Wetherspoons has issued Court proceedings against InBev seeking a declaration that InBev is responsible for displaying its brands and that if Wetherspoons is found to be responsible, it is seeking an injunction to prevent InBev’s "real and substantial threat" of terminating the contract between the two parties. Court pleadings allege that InBev was seeking significant price increases in 2022, in light of soaring inflation which made the two companies’ arrangement “uncommercial” and “loss-making” in any event. Wetherspoons say that InBev told it that it would walk away if prices did not increase and that it had the right to withhold supply.

InBev denies that it is customary for lead brewers to arrange the displays and says that any communications between the parties after the contract was entered into are irrelevant for the purposes of interpreting the obligations imposed by the contract.

It also denies that it threatened to withhold supply and has instead argued that Wetherspoons’ case is a “transparent attempt to re-write the bargain reached” in order to excuse Wetherspoons’ own failures to display InBev’s products. InBev is seeking a declaration that it has the right to terminate the contract. Furthermore, InBev is counter-claiming for damages in the sum of circa £9.9 million as well as for compensation for lost sales and loss of profit in the event it does terminate the contract.
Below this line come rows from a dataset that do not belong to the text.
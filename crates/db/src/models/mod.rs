//! Domain model structs and DTOs.
//!
//! Each submodule contains:
//! - A `FromRow` + `Serialize` entity struct matching the database row
//! - A `Deserialize` create DTO for inserts

pub mod lab;
pub mod lab_session;
pub mod match_request;
pub mod status;
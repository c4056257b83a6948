//! Repository for the `lab_sessions` table (the session factory).

use rvb_core::types::DbId;
use sqlx::PgPool;

use crate::models::lab_session::LabSession;
use crate::models::status::{RequestStatus, SessionStatus};

/// Column list for `lab_sessions` queries.
const COLUMNS: &str =
    "id, lab_id, attacker_user_id, defender_user_id, status_id, created_at";

pub struct LabSessionRepo;

impl LabSessionRepo {
    /// Insert one `active` session row.
    ///
    /// Not idempotent: calling this twice creates two sessions. Exactly-once
    /// creation per pairing is the coordinator's responsibility, enforced by
    /// the conditional claim on the counterpart request.
    pub async fn create(
        pool: &PgPool,
        lab_id: DbId,
        attacker_user_id: DbId,
        defender_user_id: DbId,
    ) -> Result<LabSession, sqlx::Error> {
        let query = format!(
            "INSERT INTO lab_sessions (lab_id, attacker_user_id, defender_user_id, status_id) \
             VALUES ($1, $2, $3, $4) \
             RETURNING {COLUMNS}"
        );
        sqlx::query_as::<_, LabSession>(&query)
            .bind(lab_id)
            .bind(attacker_user_id)
            .bind(defender_user_id)
            .bind(SessionStatus::Active.id())
            .fetch_one(pool)
            .await
    }

    /// Find a session by its ID.
    pub async fn find_by_id(
        pool: &PgPool,
        id: DbId,
    ) -> Result<Option<LabSession>, sqlx::Error> {
        let query = format!("SELECT {COLUMNS} FROM lab_sessions WHERE id = $1");
        sqlx::query_as::<_, LabSession>(&query)
            .bind(id)
            .fetch_optional(pool)
            .await
    }

    /// Terminate a session: `active -> abandoned`.
    ///
    /// Conditional update; returns `false` when the session was already
    /// abandoned. Used both for explicit departure and for rolling back a
    /// session whose pairing lost the claim race.
    pub async fn mark_abandoned(pool: &PgPool, id: DbId) -> Result<bool, sqlx::Error> {
        let result = sqlx::query(
            "UPDATE lab_sessions SET status_id = $2 WHERE id = $1 AND status_id = $3",
        )
        .bind(id)
        .bind(SessionStatus::Abandoned.id())
        .bind(SessionStatus::Active.id())
        .execute(pool)
        .await?;
        Ok(result.rows_affected() > 0)
    }

    /// Active sessions older than `older_than_secs` that fewer than two
    /// matched requests reference.
    ///
    /// These are the residue of a crash between session creation and the
    /// request updates (or of a failed lost-race rollback); the background
    /// sweep abandons them.
    pub async fn find_orphaned(
        pool: &PgPool,
        older_than_secs: i64,
    ) -> Result<Vec<LabSession>, sqlx::Error> {
        let query = format!(
            "SELECT {COLUMNS} FROM lab_sessions s \
             WHERE s.status_id = $1 \
               AND s.created_at < NOW() - make_interval(secs => $2::double precision) \
               AND (SELECT COUNT(*) FROM match_requests r \
                    WHERE r.session_id = s.id AND r.status_id = $3) < 2"
        );
        sqlx::query_as::<_, LabSession>(&query)
            .bind(SessionStatus::Active.id())
            .bind(older_than_secs)
            .bind(RequestStatus::Matched.id())
            .fetch_all(pool)
            .await
    }
}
The case highlights the pricing pressures on the consumer sector and we will be following it closely, particularly on behalf of our food and drink sector clients.

It also acts as a timely reminder of the importance of ensuring that contracts cover any and all obligations each party will have and the potentially dire consequences that can result from a real or alleged failure to do so.

Finally, the case highlights that parties may wish to be very careful about what they say to each other after a contract has been entered into in order to minimise the risk that one party will then argue that the other has subsequently “assumed an obligation” with potentially costly consequences.